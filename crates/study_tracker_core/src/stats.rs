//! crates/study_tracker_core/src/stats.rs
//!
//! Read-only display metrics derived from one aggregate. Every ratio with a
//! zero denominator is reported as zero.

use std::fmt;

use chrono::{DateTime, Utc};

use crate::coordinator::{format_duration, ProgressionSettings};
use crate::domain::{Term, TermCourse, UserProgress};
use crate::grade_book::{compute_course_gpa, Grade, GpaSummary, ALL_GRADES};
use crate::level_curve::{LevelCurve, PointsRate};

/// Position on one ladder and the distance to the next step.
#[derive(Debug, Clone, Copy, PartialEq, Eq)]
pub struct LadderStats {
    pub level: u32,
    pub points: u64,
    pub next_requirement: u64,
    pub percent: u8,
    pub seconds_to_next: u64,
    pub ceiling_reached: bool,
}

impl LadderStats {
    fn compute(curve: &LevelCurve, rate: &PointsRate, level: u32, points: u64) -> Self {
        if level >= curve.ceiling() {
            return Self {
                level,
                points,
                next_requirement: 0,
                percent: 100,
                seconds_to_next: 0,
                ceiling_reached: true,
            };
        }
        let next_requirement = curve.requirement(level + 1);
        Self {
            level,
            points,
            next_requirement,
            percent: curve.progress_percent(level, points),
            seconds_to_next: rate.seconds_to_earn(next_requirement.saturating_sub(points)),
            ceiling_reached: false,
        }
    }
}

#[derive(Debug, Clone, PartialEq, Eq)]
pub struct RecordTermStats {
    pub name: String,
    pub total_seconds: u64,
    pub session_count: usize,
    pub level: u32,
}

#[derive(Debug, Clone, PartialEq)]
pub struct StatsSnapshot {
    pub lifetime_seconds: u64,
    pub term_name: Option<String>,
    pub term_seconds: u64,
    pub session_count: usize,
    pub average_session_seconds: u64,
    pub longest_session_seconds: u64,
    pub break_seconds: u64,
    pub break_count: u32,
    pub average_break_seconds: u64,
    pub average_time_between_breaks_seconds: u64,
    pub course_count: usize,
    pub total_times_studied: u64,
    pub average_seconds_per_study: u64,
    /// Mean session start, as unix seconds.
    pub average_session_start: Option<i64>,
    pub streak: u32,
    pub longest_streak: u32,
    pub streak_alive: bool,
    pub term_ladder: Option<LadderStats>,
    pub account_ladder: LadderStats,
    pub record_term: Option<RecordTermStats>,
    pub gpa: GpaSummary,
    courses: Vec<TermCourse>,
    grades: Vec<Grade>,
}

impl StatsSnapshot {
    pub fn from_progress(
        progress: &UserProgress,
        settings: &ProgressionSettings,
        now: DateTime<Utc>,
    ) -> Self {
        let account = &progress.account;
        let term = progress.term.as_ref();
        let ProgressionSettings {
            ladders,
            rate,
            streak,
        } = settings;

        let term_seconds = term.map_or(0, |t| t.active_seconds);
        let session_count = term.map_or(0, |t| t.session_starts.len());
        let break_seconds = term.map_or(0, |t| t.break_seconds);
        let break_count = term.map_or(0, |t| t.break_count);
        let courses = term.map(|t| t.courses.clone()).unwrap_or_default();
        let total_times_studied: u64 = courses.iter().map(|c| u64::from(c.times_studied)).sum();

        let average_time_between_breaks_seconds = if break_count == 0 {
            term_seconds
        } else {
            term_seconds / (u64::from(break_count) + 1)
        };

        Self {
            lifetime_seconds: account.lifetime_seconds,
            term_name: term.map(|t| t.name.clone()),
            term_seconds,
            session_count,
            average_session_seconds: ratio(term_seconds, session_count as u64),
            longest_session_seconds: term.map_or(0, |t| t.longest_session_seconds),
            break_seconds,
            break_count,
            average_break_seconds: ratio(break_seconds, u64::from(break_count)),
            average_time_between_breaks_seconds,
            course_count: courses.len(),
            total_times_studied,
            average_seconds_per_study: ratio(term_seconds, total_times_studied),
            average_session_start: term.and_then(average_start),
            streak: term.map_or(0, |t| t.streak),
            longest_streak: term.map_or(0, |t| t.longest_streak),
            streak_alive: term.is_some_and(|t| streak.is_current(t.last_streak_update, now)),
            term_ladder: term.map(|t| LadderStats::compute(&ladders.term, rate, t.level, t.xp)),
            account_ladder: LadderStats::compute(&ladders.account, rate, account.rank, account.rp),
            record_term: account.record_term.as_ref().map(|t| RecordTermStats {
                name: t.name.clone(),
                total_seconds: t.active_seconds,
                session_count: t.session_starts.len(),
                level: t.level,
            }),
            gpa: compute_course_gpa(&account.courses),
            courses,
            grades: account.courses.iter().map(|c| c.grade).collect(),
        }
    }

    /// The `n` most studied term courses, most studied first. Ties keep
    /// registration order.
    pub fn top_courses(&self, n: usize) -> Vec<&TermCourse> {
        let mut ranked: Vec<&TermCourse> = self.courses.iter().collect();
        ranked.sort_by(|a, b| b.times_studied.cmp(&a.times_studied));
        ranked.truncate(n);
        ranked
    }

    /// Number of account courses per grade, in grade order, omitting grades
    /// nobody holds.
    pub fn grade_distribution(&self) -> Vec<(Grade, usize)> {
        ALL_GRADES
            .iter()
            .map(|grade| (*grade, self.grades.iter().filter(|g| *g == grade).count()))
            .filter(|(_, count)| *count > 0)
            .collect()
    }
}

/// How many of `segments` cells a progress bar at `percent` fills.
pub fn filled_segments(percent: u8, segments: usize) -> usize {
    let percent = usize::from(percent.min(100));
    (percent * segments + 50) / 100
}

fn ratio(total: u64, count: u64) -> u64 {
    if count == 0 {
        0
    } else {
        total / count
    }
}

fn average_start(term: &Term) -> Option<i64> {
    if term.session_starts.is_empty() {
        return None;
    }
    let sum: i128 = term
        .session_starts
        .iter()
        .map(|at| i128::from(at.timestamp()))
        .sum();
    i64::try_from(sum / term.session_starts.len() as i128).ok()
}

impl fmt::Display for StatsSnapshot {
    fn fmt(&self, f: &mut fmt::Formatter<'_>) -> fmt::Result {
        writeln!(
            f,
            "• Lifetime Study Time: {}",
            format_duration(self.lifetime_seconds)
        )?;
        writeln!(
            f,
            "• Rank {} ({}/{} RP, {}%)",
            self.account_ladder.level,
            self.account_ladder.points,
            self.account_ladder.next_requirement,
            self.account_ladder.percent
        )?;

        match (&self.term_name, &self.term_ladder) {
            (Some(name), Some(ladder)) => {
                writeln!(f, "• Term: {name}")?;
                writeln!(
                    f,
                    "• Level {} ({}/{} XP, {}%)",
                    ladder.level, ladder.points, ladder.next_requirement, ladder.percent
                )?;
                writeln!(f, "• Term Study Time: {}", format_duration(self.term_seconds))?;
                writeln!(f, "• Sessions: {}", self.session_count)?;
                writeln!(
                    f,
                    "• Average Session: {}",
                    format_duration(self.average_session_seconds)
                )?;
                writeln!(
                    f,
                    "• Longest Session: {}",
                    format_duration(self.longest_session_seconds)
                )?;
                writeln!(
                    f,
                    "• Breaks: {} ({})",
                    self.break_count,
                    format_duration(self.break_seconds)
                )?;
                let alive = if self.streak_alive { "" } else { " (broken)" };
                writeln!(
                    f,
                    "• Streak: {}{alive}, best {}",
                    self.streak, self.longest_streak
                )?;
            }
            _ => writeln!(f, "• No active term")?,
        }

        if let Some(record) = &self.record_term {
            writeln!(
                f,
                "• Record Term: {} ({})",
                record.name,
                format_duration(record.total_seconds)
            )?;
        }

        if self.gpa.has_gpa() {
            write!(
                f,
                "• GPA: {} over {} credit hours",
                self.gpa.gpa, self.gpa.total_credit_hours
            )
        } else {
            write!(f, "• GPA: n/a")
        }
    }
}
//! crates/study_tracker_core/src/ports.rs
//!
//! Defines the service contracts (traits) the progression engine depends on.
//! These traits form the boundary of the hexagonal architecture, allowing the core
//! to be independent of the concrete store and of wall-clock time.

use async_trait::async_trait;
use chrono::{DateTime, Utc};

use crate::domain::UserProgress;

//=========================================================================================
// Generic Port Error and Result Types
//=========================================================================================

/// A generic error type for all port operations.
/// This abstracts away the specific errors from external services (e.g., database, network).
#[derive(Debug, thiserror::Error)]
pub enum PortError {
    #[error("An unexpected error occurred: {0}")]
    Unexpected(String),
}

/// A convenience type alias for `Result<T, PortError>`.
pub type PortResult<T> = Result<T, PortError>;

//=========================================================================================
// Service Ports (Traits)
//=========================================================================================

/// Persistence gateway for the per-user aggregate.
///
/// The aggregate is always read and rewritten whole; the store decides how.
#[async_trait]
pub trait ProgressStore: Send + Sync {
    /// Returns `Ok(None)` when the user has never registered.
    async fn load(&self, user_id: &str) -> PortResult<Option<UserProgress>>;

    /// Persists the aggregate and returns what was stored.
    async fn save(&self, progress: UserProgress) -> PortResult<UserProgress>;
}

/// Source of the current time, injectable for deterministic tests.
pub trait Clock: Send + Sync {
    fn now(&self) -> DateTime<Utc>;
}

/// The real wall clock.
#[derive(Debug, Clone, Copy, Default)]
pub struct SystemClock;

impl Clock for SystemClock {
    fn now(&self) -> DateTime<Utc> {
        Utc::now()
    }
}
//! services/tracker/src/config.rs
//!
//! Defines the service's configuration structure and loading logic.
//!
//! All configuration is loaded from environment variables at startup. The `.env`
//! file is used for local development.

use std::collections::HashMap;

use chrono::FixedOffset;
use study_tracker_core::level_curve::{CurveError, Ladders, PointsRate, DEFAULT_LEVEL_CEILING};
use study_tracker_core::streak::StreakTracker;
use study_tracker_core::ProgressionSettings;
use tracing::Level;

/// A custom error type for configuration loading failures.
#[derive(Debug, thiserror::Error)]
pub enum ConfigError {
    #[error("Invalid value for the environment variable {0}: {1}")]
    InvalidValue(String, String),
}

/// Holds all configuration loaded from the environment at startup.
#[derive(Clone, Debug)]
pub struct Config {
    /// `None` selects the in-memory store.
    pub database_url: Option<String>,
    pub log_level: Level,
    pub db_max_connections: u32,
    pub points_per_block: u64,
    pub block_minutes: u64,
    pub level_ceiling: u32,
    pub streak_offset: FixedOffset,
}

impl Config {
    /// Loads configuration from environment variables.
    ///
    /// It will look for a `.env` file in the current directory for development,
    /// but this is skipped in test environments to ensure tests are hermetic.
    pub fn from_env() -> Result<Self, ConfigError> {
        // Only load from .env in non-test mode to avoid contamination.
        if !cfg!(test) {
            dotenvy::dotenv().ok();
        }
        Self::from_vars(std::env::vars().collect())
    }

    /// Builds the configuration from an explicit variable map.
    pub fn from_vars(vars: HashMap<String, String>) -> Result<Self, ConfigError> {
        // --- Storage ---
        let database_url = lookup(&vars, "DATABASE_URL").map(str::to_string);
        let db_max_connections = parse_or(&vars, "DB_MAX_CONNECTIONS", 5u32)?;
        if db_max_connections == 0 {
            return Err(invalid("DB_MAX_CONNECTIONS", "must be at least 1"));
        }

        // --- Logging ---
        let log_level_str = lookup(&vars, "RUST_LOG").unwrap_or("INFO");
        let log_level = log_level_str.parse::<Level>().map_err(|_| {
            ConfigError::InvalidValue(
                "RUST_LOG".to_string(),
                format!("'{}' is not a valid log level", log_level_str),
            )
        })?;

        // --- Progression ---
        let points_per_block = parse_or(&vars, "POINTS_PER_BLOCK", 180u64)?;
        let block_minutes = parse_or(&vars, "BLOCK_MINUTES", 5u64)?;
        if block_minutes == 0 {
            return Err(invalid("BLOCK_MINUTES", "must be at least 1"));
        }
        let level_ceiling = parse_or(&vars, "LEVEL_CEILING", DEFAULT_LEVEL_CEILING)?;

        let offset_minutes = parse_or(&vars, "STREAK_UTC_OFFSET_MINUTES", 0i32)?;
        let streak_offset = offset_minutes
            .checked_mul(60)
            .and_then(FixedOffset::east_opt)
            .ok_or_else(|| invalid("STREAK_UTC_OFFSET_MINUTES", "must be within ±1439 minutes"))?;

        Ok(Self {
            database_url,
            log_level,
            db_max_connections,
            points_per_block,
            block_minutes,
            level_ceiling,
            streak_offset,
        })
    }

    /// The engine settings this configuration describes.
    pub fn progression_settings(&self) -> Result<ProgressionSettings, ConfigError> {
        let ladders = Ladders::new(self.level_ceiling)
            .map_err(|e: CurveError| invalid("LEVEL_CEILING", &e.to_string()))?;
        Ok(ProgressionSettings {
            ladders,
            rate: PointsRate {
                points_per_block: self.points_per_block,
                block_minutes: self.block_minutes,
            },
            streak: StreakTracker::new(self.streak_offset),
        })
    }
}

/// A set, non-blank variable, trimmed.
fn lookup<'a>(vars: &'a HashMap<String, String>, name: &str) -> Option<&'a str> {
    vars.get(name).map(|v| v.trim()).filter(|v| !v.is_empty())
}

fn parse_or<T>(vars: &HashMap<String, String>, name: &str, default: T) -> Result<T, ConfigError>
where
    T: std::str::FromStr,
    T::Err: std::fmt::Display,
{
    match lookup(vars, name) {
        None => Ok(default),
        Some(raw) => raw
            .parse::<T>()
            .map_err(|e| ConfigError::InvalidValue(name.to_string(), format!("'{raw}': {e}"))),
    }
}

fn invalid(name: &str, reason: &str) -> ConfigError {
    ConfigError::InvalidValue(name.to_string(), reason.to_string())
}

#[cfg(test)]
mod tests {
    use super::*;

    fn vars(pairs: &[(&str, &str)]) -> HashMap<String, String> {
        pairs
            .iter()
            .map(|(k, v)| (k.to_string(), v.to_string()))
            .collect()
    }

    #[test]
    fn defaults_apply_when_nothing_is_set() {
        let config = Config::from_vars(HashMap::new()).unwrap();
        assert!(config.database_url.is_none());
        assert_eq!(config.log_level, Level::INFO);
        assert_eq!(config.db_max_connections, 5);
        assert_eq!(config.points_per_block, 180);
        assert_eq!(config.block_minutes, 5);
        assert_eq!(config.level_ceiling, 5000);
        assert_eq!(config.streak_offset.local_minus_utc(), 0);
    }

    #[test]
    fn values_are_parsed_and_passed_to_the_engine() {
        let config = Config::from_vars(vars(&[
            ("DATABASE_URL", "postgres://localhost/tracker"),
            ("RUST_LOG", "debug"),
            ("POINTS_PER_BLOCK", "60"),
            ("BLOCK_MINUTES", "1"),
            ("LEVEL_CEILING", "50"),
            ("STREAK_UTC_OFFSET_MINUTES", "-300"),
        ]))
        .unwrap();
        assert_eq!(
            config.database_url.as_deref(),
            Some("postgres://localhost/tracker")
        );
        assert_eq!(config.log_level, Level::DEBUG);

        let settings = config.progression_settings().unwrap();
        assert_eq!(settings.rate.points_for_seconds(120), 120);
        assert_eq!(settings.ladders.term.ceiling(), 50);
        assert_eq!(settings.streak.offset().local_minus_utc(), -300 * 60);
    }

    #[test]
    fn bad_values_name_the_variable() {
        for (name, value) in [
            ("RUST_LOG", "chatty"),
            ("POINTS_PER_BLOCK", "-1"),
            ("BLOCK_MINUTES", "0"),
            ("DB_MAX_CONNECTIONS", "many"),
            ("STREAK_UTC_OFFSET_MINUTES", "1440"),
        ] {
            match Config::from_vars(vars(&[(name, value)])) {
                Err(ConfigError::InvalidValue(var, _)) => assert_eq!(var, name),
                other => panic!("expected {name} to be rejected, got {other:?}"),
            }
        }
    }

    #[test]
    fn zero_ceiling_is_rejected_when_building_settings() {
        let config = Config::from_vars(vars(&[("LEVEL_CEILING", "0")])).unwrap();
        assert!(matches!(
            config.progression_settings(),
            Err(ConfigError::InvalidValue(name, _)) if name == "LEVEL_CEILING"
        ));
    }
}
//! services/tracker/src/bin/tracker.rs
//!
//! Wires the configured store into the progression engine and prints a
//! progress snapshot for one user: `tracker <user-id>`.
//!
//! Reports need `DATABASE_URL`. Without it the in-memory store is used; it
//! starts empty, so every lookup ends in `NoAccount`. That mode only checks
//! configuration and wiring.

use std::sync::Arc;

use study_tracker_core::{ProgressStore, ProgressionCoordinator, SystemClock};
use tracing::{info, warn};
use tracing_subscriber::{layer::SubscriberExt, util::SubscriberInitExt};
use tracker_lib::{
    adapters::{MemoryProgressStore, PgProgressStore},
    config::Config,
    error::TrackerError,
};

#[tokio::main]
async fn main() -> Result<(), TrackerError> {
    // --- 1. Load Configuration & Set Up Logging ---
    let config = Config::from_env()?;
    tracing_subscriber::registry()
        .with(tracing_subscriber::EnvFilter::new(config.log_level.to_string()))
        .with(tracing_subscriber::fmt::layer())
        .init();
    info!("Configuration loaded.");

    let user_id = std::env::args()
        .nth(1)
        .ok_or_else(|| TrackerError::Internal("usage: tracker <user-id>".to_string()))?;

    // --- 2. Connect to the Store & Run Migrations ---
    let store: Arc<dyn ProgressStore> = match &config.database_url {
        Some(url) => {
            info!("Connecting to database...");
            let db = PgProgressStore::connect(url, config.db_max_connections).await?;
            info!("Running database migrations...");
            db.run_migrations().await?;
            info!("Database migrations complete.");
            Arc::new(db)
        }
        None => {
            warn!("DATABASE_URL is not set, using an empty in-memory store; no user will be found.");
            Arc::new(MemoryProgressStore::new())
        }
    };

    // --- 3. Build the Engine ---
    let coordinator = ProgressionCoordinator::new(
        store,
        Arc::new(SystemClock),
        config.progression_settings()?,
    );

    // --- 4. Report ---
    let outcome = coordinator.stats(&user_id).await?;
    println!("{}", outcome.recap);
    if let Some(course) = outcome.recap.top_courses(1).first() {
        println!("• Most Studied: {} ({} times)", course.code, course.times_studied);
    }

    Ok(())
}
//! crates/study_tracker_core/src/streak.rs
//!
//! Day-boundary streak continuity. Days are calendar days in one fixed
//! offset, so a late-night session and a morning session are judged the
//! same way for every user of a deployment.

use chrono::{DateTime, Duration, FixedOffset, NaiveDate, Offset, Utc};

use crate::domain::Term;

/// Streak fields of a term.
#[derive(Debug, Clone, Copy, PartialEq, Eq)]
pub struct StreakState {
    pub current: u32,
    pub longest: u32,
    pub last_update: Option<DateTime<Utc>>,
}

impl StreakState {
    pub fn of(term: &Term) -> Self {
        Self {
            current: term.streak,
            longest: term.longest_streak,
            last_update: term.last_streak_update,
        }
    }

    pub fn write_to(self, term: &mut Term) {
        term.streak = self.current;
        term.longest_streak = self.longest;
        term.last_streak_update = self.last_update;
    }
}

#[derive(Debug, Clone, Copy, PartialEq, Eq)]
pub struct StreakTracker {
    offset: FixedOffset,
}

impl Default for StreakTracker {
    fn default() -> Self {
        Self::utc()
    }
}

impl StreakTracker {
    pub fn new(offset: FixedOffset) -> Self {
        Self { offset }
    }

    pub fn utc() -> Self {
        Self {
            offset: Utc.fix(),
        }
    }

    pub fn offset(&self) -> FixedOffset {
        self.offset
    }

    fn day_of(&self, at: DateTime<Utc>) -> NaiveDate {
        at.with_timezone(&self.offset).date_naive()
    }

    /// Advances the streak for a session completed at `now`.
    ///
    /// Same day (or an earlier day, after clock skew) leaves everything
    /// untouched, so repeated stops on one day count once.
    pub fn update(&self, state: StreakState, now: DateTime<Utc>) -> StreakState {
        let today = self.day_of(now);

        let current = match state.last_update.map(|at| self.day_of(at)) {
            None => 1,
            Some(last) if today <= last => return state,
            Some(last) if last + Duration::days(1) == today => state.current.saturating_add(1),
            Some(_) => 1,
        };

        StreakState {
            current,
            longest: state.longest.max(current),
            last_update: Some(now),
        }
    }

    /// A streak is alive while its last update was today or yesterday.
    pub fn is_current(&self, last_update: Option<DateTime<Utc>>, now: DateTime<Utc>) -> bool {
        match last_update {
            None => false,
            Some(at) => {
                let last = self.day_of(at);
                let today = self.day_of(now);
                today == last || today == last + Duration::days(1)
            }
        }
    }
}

◆ ◆ ◆

# YOUR ASSIGNMENT
Return the span of lines in the data above that opens at the line with "value for the" and closes at the line with "the in-memory store.", exactly, ends included, nothing else.

# SOLUTION BELOW
    #[error("Invalid value for the environment variable {0}: {1}")]
    InvalidValue(String, String),
}

/// Holds all configuration loaded from the environment at startup.
#[derive(Clone, Debug)]
pub struct Config {
    /// `None` selects the in-memory store.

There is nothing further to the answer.